Pilea peperomioides is one of the easiest and most interesting plants to propagate in water. Cuttings and pups spread it around the world, earning it one of its many nicknames, the Friendship Plant. This plant is the gift that keeps on giving!
PRO TIP: This plant is quite communicative! Watch for the leaves beginning to droop, as this can be a sign that it needs water.
Always be sure to assess your plant’s watering needs upon receiving it. Before giving your plant a drink, it is best to check the moisture level in the soil first to ensure it isn’t moist right beneath the surface. A soil probe is an excellent tool to have to check the moisture of your plants at the root level. You may also want to consider aerating the soil of your plant before the initial watering. Many growers compact the soil to avoid shifting during transit, so aerating can help the soil breathe, improve drainage, and allow moisture to be released if the soil is overly damp.
Allow the top 2”-3” of the Pilea peperomioides' soil to dry between waterings. Typically, deeply watering this plant once a week will suffice, but it will depend on the amount and quality of light it is receiving. Drooping leaves can be an indication that the plant is in need of water, but always check the soil moisture a few inches below the surface to confirm your diagnosis before watering.
Rotate your plant periodically to ensure even growth on all sides and clean the leaves often so the plant can photosynthesize efficiently. When cleaning and dusting the leaves, also take the opportunity to inspect the undersides and keep an eye out for pests. For tips on dusting, cleaning, and misting your leaves, be sure to read our article all about misting houseplants.
Remember each plant is a unique living thing and may have varying needs, especially in their individual locations. Pay attention to the condition of your Pilea Peperomioides and its watering needs and you will have a long and happy relationship.
Frequently Asked Questions
The lower leaves on my Pilea are turning yellow and falling off. What is going on?

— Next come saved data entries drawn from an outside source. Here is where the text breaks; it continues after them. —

use thiserror::Error;

use crate::common::PeerId;

/// Protocol-level problems a header-sync exchange can hit (spec §7). These
/// are distinct from [`crate::chain_storage::AcceptHeaderReject`]: that enum
/// reasons about a single header against consensus state, this one reasons
/// about an entire message or session against the sync protocol.
#[derive(Debug, Error, PartialEq, Eq)]
pub enum SyncProtocolError {
    #[error("headers message from {peer} carried {count} headers, over the {limit} cap")]
    OversizedHeadersMessage { peer: PeerId, count: usize, limit: usize },
    #[error("headers message from {0} was empty")]
    EmptyHeadersMessage(PeerId),
    #[error("headers from {0} did not chain continuously (batch[i].prev_hash != batch[i-1].hash())")]
    NonContinuousBatch(PeerId),
    #[error("{0} is not the designated sync peer")]
    NotSyncPeer(PeerId),
    #[error("sync peer {0} timed out waiting for headers")]
    SyncPeerTimedOut(PeerId),
}
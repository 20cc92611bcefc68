use crate::common::time::median_time_past;
use crate::validation::error::ValidationError;

/// Layer 3 timestamp checks (spec §4.2, §4.6): strictly greater than MTP,
/// no more than `max_future_secs` ahead of network-adjusted time.
pub fn check_timestamp(
    time: u32,
    ancestor_times: &[u32],
    adjusted_now: i64,
    max_future_secs: i64,
) -> Result<(), ValidationError> {
    let mtp = median_time_past(ancestor_times);
    if time <= mtp {
        return Err(ValidationError::TimeTooOld { time, mtp });
    }
    let limit = adjusted_now + max_future_secs;
    if (time as i64) > limit {
        return Err(ValidationError::TimeTooNew { time, limit: limit as u32 });
    }
    Ok(())
}
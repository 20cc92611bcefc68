//! A single known header, valid or not (spec §3.2).

use bitflags::bitflags;
use primitive_types::U256;

use crate::blocks::BlockHash;

bitflags! {
    /// The highest level achievable for a headers-only node is
    /// `VALID_TREE`; `VALID_HEADER` is an intermediate milestone reached
    /// after Layer 2 but before the Layer 3 contextual checks pass.
    #[derive(Default, Clone, Copy, PartialEq, Eq, Debug)]
    pub struct EntryStatus: u32 {
        const VALID_HEADER = 0b0001;
        const VALID_TREE   = 0b0010;
        const FAILED_VALID = 0b0100;
        const FAILED_CHILD = 0b1000;
    }
}

impl EntryStatus {
    pub fn is_failed(self) -> bool {
        self.intersects(EntryStatus::FAILED_VALID | EntryStatus::FAILED_CHILD)
    }
}

#[derive(Debug, Clone)]
pub struct BlockIndexEntry {
    pub hash: BlockHash,
    pub prev: Option<BlockHash>,
    pub height: u64,
    pub chain_work: U256,
    pub status: EntryStatus,

    pub version: i32,
    pub miner_address: [u8; 20],
    pub time: u32,
    pub bits: u32,
    pub nonce: u32,
    pub randomx_hash: BlockHash,
}

impl BlockIndexEntry {
    pub fn is_failed(&self) -> bool {
        self.status.is_failed()
    }

    pub fn is_valid_tree(&self) -> bool {
        self.status.contains(EntryStatus::VALID_TREE)
    }
}
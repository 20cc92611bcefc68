pub mod error;
pub mod synchronizer;

pub use error::SyncProtocolError;
pub use synchronizer::{SyncManager, SyncOutcome};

- Most often this is due to an issue with watering. It is more common for this plant to be overwatered rather than underwatered, but it could be either. Consider recent care given and feel the soil of your plant and consider investing in a soil probe so you can check the soil moisture at the root level of the plant. If the soil is moist, then use the probe to aerate it and wait until it is dry before you next water. If the soil feels very dry, then your plant likely needs a drink and should be watered throughly.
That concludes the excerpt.